Myocardial infarction (MI) is the leading cause of death in the developed world, including the United States. Each year over 8.1 million Americans have an MI;30% die before reaching hospital and 10% die after hospitalization. The goal of these studies is to advance a novel therapeutic approach to MI wound healing that is both strikingly effective and exactly contrary to conventional wisdom in order to help the 70% of MI victims that reach hospital. Temporary depletion of dendritic cells (DC) during MI wound healing results in a 49% improvement in cardiac function and a 65% reduction in MI size in a murine model. Cardiac function is the greatest determinant of survival post-MI, and also has a significant effect on quality of life. The goal of this project is to begin to develop this seminal discovery into a therapy for humans. The drugs to be evaluated are antibody-toxin conjugates designed to deplete DC post-MI. Their observed effect on MI wound healing is noteworthy for at least two reasons. First, immunologists and cardiologists have conventionally thought that interfering with wound healing through the depletion of DC post-MI would result in catastrophe: i.e. weakened tissues (cardiac rupture) and no new vasculature. This has not been the case. Second, the beneficial effect of DC depletion is startling in its magnitude (49% improvement in heart function). In Phase I, we will study two transgenic mouse models which express human receptors (DEC 205 and mannose) on their DC to determine safety and efficacy of the two the human mAb conjugates which comprise our lead therapeutic candidates.
Aim 1. is to determine efficacy of these drugs in the murine models.

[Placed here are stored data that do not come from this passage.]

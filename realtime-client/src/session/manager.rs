use shared::SessionIdentity;
use std::sync::{Arc, Mutex, MutexGuard, PoisonError};
use uuid::Uuid;

use crate::channel::{ConnectionDriver, ConnectionHandle};
use crate::error::{SessionError, SessionResult};
use crate::message::{Connector, ReconnectPolicy};

/// Owner of the process's single realtime connection.
///
/// Cloning shares the same slot. Construct one per process (or per test)
/// and hand clones to whatever needs the channel.
#[derive(Clone)]
pub struct SessionManager {
    inner: Arc<ManagerInner>,
}

struct ManagerInner {
    connector: Arc<dyn Connector>,
    policy: ReconnectPolicy,
    slot: Arc<Slot>,
}

/// At most one handle lives here
#[derive(Debug, Default)]
pub(crate) struct Slot {
    current: Mutex<Option<ConnectionHandle>>,
}

impl Slot {
    fn lock(&self) -> MutexGuard<'_, Option<ConnectionHandle>> {
        self.current.lock().unwrap_or_else(PoisonError::into_inner)
    }

    pub(crate) fn current(&self) -> Option<ConnectionHandle> {
        self.lock().clone()
    }

    /// Whether the slot is occupied by the handle with this id
    pub(crate) fn holds(&self, id: Uuid) -> bool {
        self.lock().as_ref().is_some_and(|h| h.id() == id)
    }

    pub(crate) fn take(&self) -> Option<ConnectionHandle> {
        self.lock().take()
    }

    /// Clear the slot only if it still holds `id`
    pub(crate) fn release(&self, id: Uuid) -> bool {
        let mut current = self.lock();
        if current.as_ref().is_some_and(|h| h.id() == id) {
            *current = None;
            true
        } else {
            false
        }
    }
}

impl SessionManager {
    pub fn new(connector: impl Connector + 'static, policy: ReconnectPolicy) -> Self {
        Self::with_connector(Arc::new(connector), policy)
    }

    pub fn with_connector(connector: Arc<dyn Connector>, policy: ReconnectPolicy) -> Self {
        Self {
            inner: Arc::new(ManagerInner {
                connector,
                policy,
                slot: Arc::new(Slot::default()),
            }),
        }
    }

    /// Start the realtime channel for `identity`, or return the live one.
    ///
    /// Returns immediately; connecting happens on a spawned driver task.
    /// A second call while a handle is live returns that handle unchanged,
    /// even for a different identity.
    pub fn initialize(&self, identity: SessionIdentity) -> SessionResult<ConnectionHandle> {
        if !identity.has_user_id() {
            tracing::warn!(user_type = %identity.user_type, "Refusing to connect without a user id");
            return Err(SessionError::NoIdentity);
        }

        let mut current = self.inner.slot.lock();
        if let Some(existing) = current.as_ref() {
            if existing.identity() != &identity {
                tracing::warn!(
                    active = %existing.identity(),
                    requested = %identity,
                    "Realtime session already active, keeping the existing identity"
                );
            }
            return Ok(existing.clone());
        }

        let runtime = tokio::runtime::Handle::try_current().map_err(|_| SessionError::NoRuntime)?;

        let (handle, outbound_rx) = ConnectionHandle::new(identity);
        let driver = ConnectionDriver::new(
            handle.clone(),
            self.inner.connector.clone(),
            self.inner.policy.clone(),
            Arc::downgrade(&self.inner.slot),
            outbound_rx,
        );
        *current = Some(handle.clone());
        drop(current);

        tracing::info!(handle = %handle.id(), identity = %handle.identity(), "Realtime session initialized");
        runtime.spawn(driver.run());
        Ok(handle)
    }

    /// The live handle
    pub fn get_active(&self) -> SessionResult<ConnectionHandle> {
        self.inner.slot.current().ok_or(SessionError::NotInitialized)
    }

    pub fn is_active(&self) -> bool {
        self.inner.slot.current().is_some()
    }

    /// Close the live handle and clear the slot. No-op when already empty.
    pub fn teardown(&self) {
        if let Some(handle) = self.inner.slot.take() {
            tracing::info!(handle = %handle.id(), identity = %handle.identity(), "Tearing down realtime session");
            handle.close();
        }
    }

    /// Guard that tears the session down when dropped
    pub fn scope(&self) -> SessionScope {
        SessionScope {
            manager: self.clone(),
        }
    }

    pub fn policy(&self) -> &ReconnectPolicy {
        &self.inner.policy
    }
}

impl std::fmt::Debug for SessionManager {
    fn fmt(&self, f: &mut std::fmt::Formatter<'_>) -> std::fmt::Result {
        f.debug_struct("SessionManager")
            .field("connector", &self.inner.connector)
            .field("policy", &self.inner.policy)
            .field("active", &self.inner.slot.current().map(|h| h.id()))
            .finish()
    }
}

impl Drop for ManagerInner {
    fn drop(&mut self) {
        if let Some(handle) = self.slot.take() {
            handle.close();
        }
    }
}

/// Tears the session down on drop.
///
/// Hold one for as long as the owning screen or task lives.
#[must_use = "the session is torn down as soon as the scope is dropped"]
#[derive(Debug)]
pub struct SessionScope {
    manager: SessionManager,
}

impl SessionScope {
    pub fn manager(&self) -> &SessionManager {
        &self.manager
    }
}

impl Drop for SessionScope {
    fn drop(&mut self) {
        self.manager.teardown();
    }
}

#[cfg(test)]
mod tests {
    use super::*;
    use crate::channel::{ChannelEvent, ConnectionState};
    use crate::message::{Connection, MemoryConnector, MemoryServer, TransportError};
    use async_trait::async_trait;
    use shared::realtime::events;
    use shared::{DisconnectReason, Frame, UserType};
    use std::time::Duration;
    use tokio::sync::Notify;
    use tokio::time::timeout;

    const WAIT: Duration = Duration::from_secs(5);

    /// Connector whose writes hang until `release` is notified
    #[derive(Debug, Default)]
    struct StalledWrites {
        started: Notify,
        release: Notify,
        written: std::sync::Mutex<Vec<Frame>>,
    }

    #[derive(Debug)]
    struct StalledConnector(Arc<StalledWrites>);

    #[derive(Debug)]
    struct StalledConnection(Arc<StalledWrites>);

    #[async_trait]
    impl Connector for StalledConnector {
        async fn connect(&self) -> Result<Box<dyn Connection>, TransportError> {
            Ok(Box::new(StalledConnection(self.0.clone())))
        }
    }

    #[async_trait]
    impl Connection for StalledConnection {
        async fn send(&mut self, frame: &Frame) -> Result<(), TransportError> {
            self.0.started.notify_one();
            self.0.release.notified().await;
            self.0.written.lock().unwrap().push(frame.clone());
            Ok(())
        }

        async fn recv(&mut self) -> Result<Frame, TransportError> {
            std::future::pending().await
        }

        async fn close(&mut self) -> Result<(), TransportError> {
            Ok(())
        }
    }

    fn manager(policy: ReconnectPolicy) -> (SessionManager, MemoryServer) {
        let (connector, server) = MemoryConnector::new();
        (SessionManager::new(connector, policy), server)
    }

    fn rider() -> SessionIdentity {
        SessionIdentity::new(UserType::Rider, "rider-42")
    }

    async fn wait_for(handle: &ConnectionHandle, state: ConnectionState) {
        let mut rx = handle.watch_state();
        timeout(WAIT, rx.wait_for(|s| *s == state))
            .await
            .expect("state not reached in time")
            .expect("state channel closed");
    }

    #[tokio::test]
    async fn test_blank_user_id_is_rejected() {
        let (manager, server) = manager(ReconnectPolicy::default());

        let err = manager
            .initialize(SessionIdentity::new(UserType::Driver, "  "))
            .unwrap_err();

        assert!(matches!(err, SessionError::NoIdentity));
        assert!(!manager.is_active());
        tokio::task::yield_now().await;
        assert_eq!(server.total_attempts(), 0);
    }

    #[test]
    fn test_initialize_requires_runtime() {
        let (manager, _server) = manager(ReconnectPolicy::default());
        assert!(matches!(
            manager.initialize(rider()),
            Err(SessionError::NoRuntime)
        ));
        assert!(!manager.is_active());
    }

    #[tokio::test]
    async fn test_second_initialize_returns_existing() {
        let (manager, mut server) = manager(ReconnectPolicy::default());

        let first = manager.initialize(rider()).unwrap();
        let second = manager
            .initialize(SessionIdentity::new(UserType::Customer, "someone-else"))
            .unwrap();

        assert!(first.same_as(&second));
        assert_eq!(second.identity(), &rider());

        let _peer = timeout(WAIT, server.next_attempt()).await.unwrap().unwrap().accept();
        wait_for(&first, ConnectionState::Connected).await;
        assert_eq!(server.total_attempts(), 1);
    }

    #[tokio::test]
    async fn test_get_active() {
        let (manager, _server) = manager(ReconnectPolicy::default());
        assert!(matches!(manager.get_active(), Err(SessionError::NotInitialized)));

        let handle = manager.initialize(rider()).unwrap();
        assert!(manager.get_active().unwrap().same_as(&handle));
    }

    #[tokio::test]
    async fn test_identify_sent_on_connect() {
        let (manager, mut server) = manager(ReconnectPolicy::default());
        let handle = manager.initialize(rider()).unwrap();
        let mut events_rx = handle.subscribe();

        let mut peer = timeout(WAIT, server.next_attempt()).await.unwrap().unwrap().accept();
        let identify = timeout(WAIT, peer.recv()).await.unwrap().unwrap();
        assert_eq!(identify.event, events::IDENTIFY);
        assert_eq!(
            identify.data,
            serde_json::json!({ "userType": "rider", "userId": "rider-42" })
        );

        wait_for(&handle, ConnectionState::Connected).await;
        assert!(handle.is_identified());
        assert_eq!(events_rx.recv().await.unwrap(), ChannelEvent::Connected);
        assert_eq!(
            events_rx.recv().await.unwrap(),
            ChannelEvent::Identified(rider())
        );
    }

    #[tokio::test]
    async fn test_teardown_is_idempotent() {
        let (manager, mut server) = manager(ReconnectPolicy::default());
        let handle = manager.initialize(rider()).unwrap();
        let _peer = timeout(WAIT, server.next_attempt()).await.unwrap().unwrap().accept();
        wait_for(&handle, ConnectionState::Connected).await;

        manager.teardown();
        manager.teardown();

        assert!(!manager.is_active());
        assert!(handle.is_closed());
        assert_eq!(handle.state(), ConnectionState::Disconnected);
    }

    #[tokio::test]
    async fn test_teardown_while_attempt_outstanding() {
        let (manager, mut server) = manager(ReconnectPolicy::default());
        let handle = manager.initialize(rider()).unwrap();

        let pending = timeout(WAIT, server.next_attempt()).await.unwrap().unwrap();
        manager.teardown();

        // The attempt completes after teardown: nothing may be written
        let mut peer = pending.accept();
        assert!(timeout(WAIT, peer.recv()).await.unwrap().is_none());
        assert_eq!(handle.state(), ConnectionState::Disconnected);
        assert!(!handle.is_identified());
    }

    #[tokio::test]
    async fn test_teardown_while_identify_write_pending() {
        let writes = Arc::new(StalledWrites::default());
        let manager = SessionManager::new(
            StalledConnector(writes.clone()),
            ReconnectPolicy::default(),
        );
        let handle = manager.initialize(rider()).unwrap();

        timeout(WAIT, writes.started.notified()).await.unwrap();
        manager.teardown();
        assert!(handle.is_closed());

        writes.release.notify_one();
        tokio::time::sleep(Duration::from_millis(50)).await;
        assert!(writes.written.lock().unwrap().is_empty());
        assert_eq!(handle.state(), ConnectionState::Disconnected);
        assert!(!handle.is_identified());
    }

    #[tokio::test]
    async fn test_budget_exhaustion_releases_slot() {
        let policy = ReconnectPolicy::fixed(Duration::from_millis(5)).with_max_attempts(2);
        let (manager, mut server) = manager(policy);
        let handle = manager.initialize(rider()).unwrap();
        let mut events_rx = handle.subscribe();

        for _ in 0..3 {
            timeout(WAIT, server.next_attempt())
                .await
                .unwrap()
                .unwrap()
                .refuse(TransportError::Unreachable("offline".into()));
        }

        // The event stream closes once the handle is released
        let mut saw_failed = false;
        while let Ok(event) = timeout(WAIT, events_rx.recv()).await.unwrap() {
            saw_failed |= event == ChannelEvent::ReconnectFailed;
        }
        assert!(saw_failed);

        assert_eq!(handle.state(), ConnectionState::Disconnected);
        assert!(!manager.is_active());
        assert_eq!(server.total_attempts(), 3);

        // A fresh initialize starts over
        let again = manager.initialize(rider()).unwrap();
        assert!(!again.same_as(&handle));
    }

    #[tokio::test]
    async fn test_scope_tears_down_on_drop() {
        let (manager, _server) = manager(ReconnectPolicy::default());
        let handle = {
            let _scope = manager.scope();
            manager.initialize(rider()).unwrap()
        };
        assert!(!manager.is_active());
        assert!(handle.is_closed());
    }

    #[tokio::test]
    async fn test_server_drop_reconnects_with_identify() {
        let policy = ReconnectPolicy::fixed(Duration::from_millis(10));
        let (manager, mut server) = manager(policy);
        let handle = manager.initialize(rider()).unwrap();

        let mut peer = timeout(WAIT, server.next_attempt()).await.unwrap().unwrap().accept();
        assert_eq!(peer.recv().await.unwrap().event, events::IDENTIFY);
        wait_for(&handle, ConnectionState::Connected).await;

        peer.drop_connection(DisconnectReason::TransportClose);
        let mut peer = timeout(WAIT, server.next_attempt()).await.unwrap().unwrap().accept();
        assert_eq!(peer.recv().await.unwrap().event, events::IDENTIFY);
        wait_for(&handle, ConnectionState::Connected).await;

        assert!(handle.same_as(&manager.get_active().unwrap()));
        assert_eq!(server.max_in_flight(), 1);
    }
}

Aim 2. is to measure the toxicity, distribution and elimination of lead drug candidate identified in Aim 1. A treatment that temporarily depletes DC is nothing short of a paradigm shift. Initial results suggest that this strategy may lead to a sharp reduction in mortality and profound improvements in the lives of victims of MI.
Heart attacks are the leading cause of death in the developed world. By temporarily depleting a cell type commonly associated with inflammatory and immune responses, we have been able to dramatically improve heart function after a heart attack in mice. The overall goal of this project is to advance these results toward a drug that will help humans.